Gametogenesis and Aging: How to Make the Old New Again
MCB Assistant Professor Elçin Ünal studies the earliest part of life — gamete formation — to learn how to counteract aging later on. This may seem paradoxical but the two are linked. Cells accumulate defects as they age, yet gametes made from old cells somehow shed this damage. “The progeny of a 20 year old man and a 70 year old are similar,” she says. “Why?”
As a post-doc, Ünal found that the same holds for spores from yeast cells so old they were about to die. Even though the old cells were full of genetic and morphological defects, their spores were not. Moreover, cells from these “old” spores lived as long as those from “young” spores. “Gametogenesis resets the lifespan,” she says.
In addition, Ünal discovered that a transcription factor specific to gametogenesis (Ndt80) also makes old yeast cells younger, removing damage and extending their lifespan. “Can we use the rejuvenation processes of gametogenesis to reverse aging in mammals?” she asks. As a first step toward finding out, she’s studying a similar transcription factor (CEP-1) in the worm Caenorhabditis elegans.
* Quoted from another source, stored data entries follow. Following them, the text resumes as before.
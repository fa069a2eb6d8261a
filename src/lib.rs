// Copyright 2020 Xavier Gillard
//
// Permission is hereby granted, free of charge, to any person obtaining a copy of
// this software and associated documentation files (the "Software"), to deal in
// the Software without restriction, including without limitation the rights to
// use, copy, modify, merge, publish, distribute, sublicense, and/or sell copies of
// the Software, and to permit persons to whom the Software is furnished to do so,
// subject to the following conditions:
//
// The above copyright notice and this permission notice shall be included in all
// copies or substantial portions of the Software.
//
// THE SOFTWARE IS PROVIDED "AS IS", WITHOUT WARRANTY OF ANY KIND, EXPRESS OR
// IMPLIED, INCLUDING BUT NOT LIMITED TO THE WARRANTIES OF MERCHANTABILITY, FITNESS
// FOR A PARTICULAR PURPOSE AND NONINFRINGEMENT. IN NO EVENT SHALL THE AUTHORS OR
// COPYRIGHT HOLDERS BE LIABLE FOR ANY CLAIM, DAMAGES OR OTHER LIABILITY, WHETHER
// IN AN ACTION OF CONTRACT, TORT OR OTHERWISE, ARISING FROM, OUT OF OR IN
// CONNECTION WITH THE SOFTWARE OR THE USE OR OTHER DEALINGS IN THE SOFTWARE.

//! # cutstock
//! `cutstock` is a deterministic one-dimensional cutting-stock engine: given
//! a master roll length and a demand list of (piece length, quantity,
//! priority) triples, it computes a minimum-cost assignment of pieces to
//! stock rolls.
//!
//! The primary algorithm is column generation: a restricted-master LP (an
//! in-process two-phase simplex, see [`abstraction::lp`]) is alternated with
//! a bounded-knapsack pricing subproblem ([`implementation::knapsack`]) until
//! no pattern of positive reduced cost remains, then the fractional solution
//! is rounded to an integer plan. Three greedy heuristics — first-fit
//! decreasing, best-fit decreasing, and a hybrid of the two — are always
//! available as a faster or more robust alternative, and a goal-weighted
//! scorer ([`implementation::scorer`]) picks the winning plan.
//!
//! ```
//! use cutstock::{DemandLine, Algorithm, Goal, Priority, SolveRequest};
//!
//! let request = SolveRequest::new(
//!     100,
//!     Algorithm::ColumnGeneration,
//!     Goal::MinimizeRolls,
//!     vec![DemandLine::new(50, 2, Priority::Normal)],
//! );
//! let result = cutstock::solve(&request).unwrap();
//! assert_eq!(result.total_rolls, 1);
//! ```
//!
//! ## Side benefit
//! The `parallel` feature lets [`solve_range`] fan its per-length solves out
//! across all available cores without changing a single bit of the output.
pub mod abstraction;
pub mod cancellation;
pub mod common;
pub mod error;
pub mod implementation;
pub mod limits;
pub mod request;
pub mod result;
mod solve;
pub mod trace;

pub use common::{AlgorithmStep, Convergence, DemandItem, NormalizedDemand, Pattern, PatternUsage, PerformanceCounters, Priority, StepStatus};
pub use error::{CutStockError, CutStockResult};
pub use implementation::report::{CutRecord, CuttingInstruction, PatternRecord, SolveResult};
pub use limits::{SolverLimits, EPSILON};
pub use request::{Algorithm, DemandLine, Goal, ProgressEvent, RangeRequest, SolveRequest};
pub use result::{BestConfiguration, RangeEntry, RangeResult, RangeSummary};
pub use solve::{solve, solve_range, solve_range_with, solve_with};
Intriguingly, the yeast and worm transcription factors are similar to proteins in the p53 family, which suppress tumors in vertebrates, and the worm transcription factor is also similar to one involved in oocyte quality control in mice. Taken together, this suggests that these tumor suppressors evolved from proteins that originally had a different function.
“We favor the notion that the ancient function of the p53 family was quality control during gametogenesis, and that this was later modified to suppress tumors in response to DNA damage and other cellular stresses,” Ünal says.
Another side of gametogenesis and aging is that as women get older, meiosis — the type of cell division that creates sex cells — is more likely to go wrong. “After age 35, there’s an incredible increase in embryos with imbalanced chromosomes,” Ünal says, adding that monosomy and trisomy are usually lethal and that the latter can lead to Down syndrome.
To learn how this happens, she’s using live imaging of single yeast cells during meiosis. “We’re observing chromosome segregation and the conditions when it goes awry,” she says. For example, the process of protecting centromeric cohesion — which links sister chromatids — is susceptible to maternal age.
Ünal is pleased to be part of MCB. “I’m very fortunate,” she says. “It’s an exceptional place with outstanding scientists, who are also amazing colleagues. It’s truly inspiring to be here.”
This year, Ünal was selected as one of 22 Pew Scholars in the Biomedical Sciences, which supports young health sciences researchers with innovative approaches and ideas.